Brady formed Cake Pop in his hometown of St. Louis with friends and local collaborators including Aaron Cartier, Ravenna Golden, Lewis Grant, Pritty, Robel Ketema, Kevin Bedford and Adam Newcomer. The band’s eponymous 2015 EP mixed playtime with explosives and xylophone ranges, teasing the sugar rushes and Monster Energy-sized caffeine crashes that Brady and Laura would later refine with 100 guys. When the Gecs released their debut in 2019 1000 guysBrady’s signature click had echoed hyperpop playlists to the general public. Now he is sharing Cake Pop with his expanded fan base. But as Brady’s footprint on pop music deepens – with everyone Linkin Park at Lizzo tapping him for production – his vision spreads.

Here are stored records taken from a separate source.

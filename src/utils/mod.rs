/// Renders a duration in seconds as `H:MM:SS`, or `M:SS` when under an hour.
pub fn format_duration(total_seconds: u64) -> String {
    let hours = total_seconds / 3600;
    let minutes = (total_seconds % 3600) / 60;
    let seconds = total_seconds % 60;

    if hours > 0 {
        format!("{}:{:02}:{:02}", hours, minutes, seconds)
    } else {
        format!("{}:{:02}", minutes, seconds)
    }
}
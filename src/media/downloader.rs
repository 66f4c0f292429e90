use super::{
    error::{DownloadError, FetchError},
    types::{DownloadOutcome, DownloadRequest, VideoInfo},
};
use async_trait::async_trait;

#[async_trait]
pub trait MediaTool: Send + Sync {
    /// Human-readable name of the external tool
    fn name(&self) -> &'static str;

    /// List the videos behind a URL together with their quality labels
    async fn fetch_qualities(&self, url: &str) -> Result<Vec<VideoInfo>, FetchError>;

    /// Download a URL in one of the qualities reported by `fetch_qualities`
    async fn download(&self, request: &DownloadRequest) -> Result<DownloadOutcome, DownloadError>;

    /// Test if the tool is available on the system
    async fn test_availability(&self) -> bool;
}
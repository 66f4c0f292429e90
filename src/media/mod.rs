mod downloader;
mod error;
mod process;
mod record;
mod types;
mod ytdlp;

pub use downloader::MediaTool;
pub use types::DownloadRequest;
pub use ytdlp::YtDlp;

use anyhow::{bail, Context, Result};
use url::Url;

/// Accepts only absolute http(s) URLs so nothing else reaches the tool.
pub fn validate_url(input: &str) -> Result<String> {
    let url = Url::parse(input.trim()).with_context(|| format!("Invalid URL: {}", input))?;

    match url.scheme() {
        "http" | "https" => {}
        other => bail!("Unsupported URL scheme: {}", other),
    }
    if url.host_str().is_none() {
        bail!("URL has no host: {}", input);
    }

    Ok(url.to_string())
}

#[cfg(test)]
mod tests {
    use super::*;

    #[test]
    fn test_validate_url() {
        assert_eq!(
            validate_url("https://www.youtube.com/watch?v=aqz-KE-bpKQ").unwrap(),
            "https://www.youtube.com/watch?v=aqz-KE-bpKQ"
        );
        assert!(validate_url("  http://example.com/v  ").is_ok());
        assert!(validate_url("--exec rm").is_err());
        assert!(validate_url("file:///etc/passwd").is_err());
        assert!(validate_url("ftp://example.com/v").is_err());
        assert!(validate_url("").is_err());
    }
}
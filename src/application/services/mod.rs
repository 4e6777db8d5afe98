//! Application services.

mod session_manager;
pub mod validation;

pub use session_manager::{
    ACCOUNT_EXISTS_MESSAGE, INVALID_CREDENTIALS_MESSAGE, LOGIN_FAILED_MESSAGE,
    LOGOUT_FAILED_MESSAGE, SIGNUP_FAILED_MESSAGE, SessionManager, VERIFY_FAILED_MESSAGE,
    VerifyOutcome,
};
pub use validation::{ValidationError, validate_sign_in, validate_sign_up};
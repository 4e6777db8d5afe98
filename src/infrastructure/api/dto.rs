use serde::Deserialize;

use crate::domain::entities::UserProfile;

/// Error body returned by the account API.
#[derive(Debug, Deserialize)]
pub struct ErrorResponse {
    /// Human-readable message, used verbatim when present.
    #[serde(default)]
    pub message: Option<String>,
}

impl ErrorResponse {
    /// Returns message when present and non-blank.
    #[must_use]
    pub fn into_message(self) -> Option<String> {
        self.message.filter(|m| !m.trim().is_empty())
    }
}

/// Profile endpoint envelope.
#[derive(Debug, Deserialize)]
pub struct ProfileEnvelope {
    /// Whether the server considers the request successful.
    pub success: bool,
    /// Server message.
    #[serde(default)]
    pub message: Option<String>,
    /// Payload, present on success.
    #[serde(default)]
    pub data: Option<ProfileData>,
}

/// Profile payload.
#[derive(Debug, Deserialize)]
pub struct ProfileData {
    /// Signed-in account.
    pub user: UserProfile,
}
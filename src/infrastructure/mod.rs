//! Infrastructure layer with external service adapters.

/// Account API client.
pub mod api;
/// Application configuration.
pub mod config;

pub use api::HttpAuthClient;
pub use config::{AppConfig, CliArgs, LogLevel, StorageManager};
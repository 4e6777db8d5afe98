mod input;
mod nav_bar;
mod status_bar;

pub use input::TextInput;
pub use nav_bar::{NavBar, NavBarStyle};
pub use status_bar::{StatusBar, StatusLevel};
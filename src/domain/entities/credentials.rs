//! Login credentials value objects.

use std::fmt;

use serde::{Serialize, Serializer};
use zeroize::{Zeroize, ZeroizeOnDrop};

/// Password with masking and zeroize-on-drop.
#[derive(Clone, PartialEq, Eq, Zeroize, ZeroizeOnDrop)]
pub struct Password {
    value: String,
}

impl Password {
    /// Wraps password value.
    #[must_use]
    pub fn new(value: impl Into<String>) -> Self {
        Self {
            value: value.into(),
        }
    }

    /// Returns password as string slice.
    #[must_use]
    pub fn expose(&self) -> &str {
        &self.value
    }

    /// Returns whether password is empty.
    #[must_use]
    pub fn is_empty(&self) -> bool {
        self.value.is_empty()
    }

    /// Returns masked password for display.
    #[must_use]
    pub fn masked(&self) -> String {
        "*".repeat(self.value.chars().count().min(8))
    }
}

impl fmt::Debug for Password {
    fn fmt(&self, f: &mut fmt::Formatter<'_>) -> fmt::Result {
        f.debug_struct("Password")
            .field("value", &self.masked())
            .finish()
    }
}

impl fmt::Display for Password {
    fn fmt(&self, f: &mut fmt::Formatter<'_>) -> fmt::Result {
        write!(f, "{}", self.masked())
    }
}

impl Serialize for Password {
    fn serialize<S: Serializer>(&self, serializer: S) -> Result<S::Ok, S::Error> {
        serializer.serialize_str(&self.value)
    }
}

/// Email and password submitted to the login endpoint.
#[derive(Debug, Clone, PartialEq, Eq, Serialize)]
pub struct Credentials {
    /// Account email.
    pub email: String,
    /// Account password.
    pub password: Password,
}

impl Credentials {
    /// Creates new credentials.
    #[must_use]
    pub fn new(email: impl Into<String>, password: impl Into<String>) -> Self {
        Self {
            email: email.into(),
            password: Password::new(password),
        }
    }
}
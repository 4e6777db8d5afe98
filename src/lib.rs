//! Portico - a terminal client for a session-cookie account portal.
//!
//! A single session state manager tracks whether the visitor is signed in and
//! drives the sign-in, sign-up and dashboard screens.

#![warn(missing_docs)]
#![warn(clippy::all)]
#![warn(clippy::pedantic)]
#![allow(clippy::module_name_repetitions)]

/// Application layer containing the session manager, use cases and DTOs.
pub mod application;
/// Domain layer containing entities, errors, and port definitions.
pub mod domain;
/// Infrastructure layer containing the HTTP client and configuration.
pub mod infrastructure;
/// Presentation layer containing UI components and event handling.
pub mod presentation;

/// Current version of the application.
pub const VERSION: &str = env!("CARGO_PKG_VERSION");

/// Application name.
pub const NAME: &str = "portico";
//! Status bar widget.

use ratatui::{
    buffer::Buffer,
    layout::Rect,
    style::{Color, Modifier, Style},
    text::{Line, Span},
    widgets::{Paragraph, Widget},
};
use unicode_width::UnicodeWidthStr;

use crate::domain::SessionStatus;

/// Status bar severity level.
#[derive(Debug, Clone, Copy, PartialEq, Eq)]
pub enum StatusLevel {
    /// Informational.
    Info,
    /// Success.
    Success,
    /// Warning.
    Warning,
    /// Error.
    Error,
}

impl StatusLevel {
    /// Returns color for level.
    #[must_use]
    pub const fn color(self) -> Color {
        match self {
            Self::Info => Color::Cyan,
            Self::Success => Color::Green,
            Self::Warning => Color::Yellow,
            Self::Error => Color::Red,
        }
    }
}

impl From<SessionStatus> for StatusLevel {
    fn from(status: SessionStatus) -> Self {
        match status {
            SessionStatus::Verifying => Self::Warning,
            SessionStatus::Authenticated => Self::Success,
            SessionStatus::Unauthenticated => Self::Info,
            SessionStatus::Error => Self::Error,
        }
    }
}

/// Bottom line with left, center and right aligned content.
#[derive(Debug, Clone)]
pub struct StatusBar {
    left: String,
    center: String,
    right: String,
    level: StatusLevel,
}

impl StatusBar {
    /// Creates empty status bar.
    #[must_use]
    pub const fn new() -> Self {
        Self {
            left: String::new(),
            center: String::new(),
            right: String::new(),
            level: StatusLevel::Info,
        }
    }

    /// Sets left content.
    #[must_use]
    pub fn left(mut self, content: impl Into<String>) -> Self {
        self.left = content.into();
        self
    }

    /// Sets center content.
    #[must_use]
    pub fn center(mut self, content: impl Into<String>) -> Self {
        self.center = content.into();
        self
    }

    /// Sets right content.
    #[must_use]
    pub fn right(mut self, content: impl Into<String>) -> Self {
        self.right = content.into();
        self
    }

    /// Sets status level.
    #[must_use]
    pub const fn level(mut self, level: StatusLevel) -> Self {
        self.level = level;
        self
    }
}

impl Default for StatusBar {
    fn default() -> Self {
        Self::new()
    }
}

impl Widget for &StatusBar {
    fn render(self, area: Rect, buf: &mut Buffer) {
        let accent = Style::default()
            .fg(self.level.color())
            .add_modifier(Modifier::BOLD);
        let muted = Style::default().fg(Color::DarkGray);

        let width = area.width as usize;

        let left_len = self.left.width();
        let center_len = self.center.width();
        let right_len = self.right.width();

        let center_start = width.saturating_sub(center_len) / 2;
        let right_start = width.saturating_sub(right_len);

        let mut spans = vec![Span::styled(&self.left, muted)];

        let left_padding = center_start.saturating_sub(left_len);
        if left_padding > 0 {
            spans.push(Span::raw(" ".repeat(left_padding)));
        }

        if !self.center.is_empty() {
            spans.push(Span::styled(&self.center, accent));
        }

        let current_len = left_len + left_padding + center_len;
        let right_padding = right_start.saturating_sub(current_len);
        if right_padding > 0 {
            spans.push(Span::raw(" ".repeat(right_padding)));
        }

        if !self.right.is_empty() {
            spans.push(Span::styled(&self.right, muted));
        }

        Paragraph::new(Line::from(spans)).render(area, buf);
    }
}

Cake Pop 2 is a collection of sketches, idiosyncratic versions of pop formulas: orchestral balladerie, alt-rap, happy hardcore, Top 40, video game soundtracks. “Satin Bedsheets” recalls the 2009 success of Young Money “Rocky substrateâCrossed with Tierra Whack and the EDM stadium. “Ether” puts Sia-slash-Halsey-esque radio songs through a glitchy gecs filter. The “Pombachu” with sparkling arrows and dancehall interpolates Ja Rule’s chorus “Hypnotize, “As the horns of ‘Boom’ bring us back to ‘TIC Tacâ-Era pop party-all-night.
At 20 minutes, the album doesn’t dwell on any idea, which can be both a strength and a weakness. Some highlights leave you hungry: âCake Happyâ works as a short, bouncy duo, but Golden and Grant’s lover’s dialogue is ripe for a plot twist and another key change. “Whistle” is such a robust and whimsical 72 second that you’re tempted to listen twice. To his favorite, Cake Pop 2 is like a number or a dancing circle, where everyone spins in the middle and no one disappoints. The album teases some compelling concepts (âCandy Flossâ features Minecraft on Broadway) and showcases the talents of the Cake Pop members (Cartier’s âMagicâ flow, Ketema’s Auto-Tune reggae styles), but does not give artists or their ideas enough room to flourish.
There hasn’t been a shortage of music for gay fans over the past two years: since the release of 1000 guys and his remix album, Brady produced or co-produced songs for Charli XCX, Dorian Electra, 03 Greedo, Rebecca Black, Rico Nasty and Pussy Riot, to name a few. At this point, we know what to expect from a Brady-led project, and Cake Pop 2 does not dispute these assumptions. The album is a vivid introduction to Cake Pop and its members, but as the sounds of Brady’s busy schedule spread, there’s a feeling we’ve heard most of it before. While the production adapts to the quirks of each song, the adaptation could have been closer. However, for existing fans of Gecs, Cake Pop 2 is a welcome addition to the rotation. It happens easily; the sugar makes you want to bounce off the walls. But a cake pop is not a meal.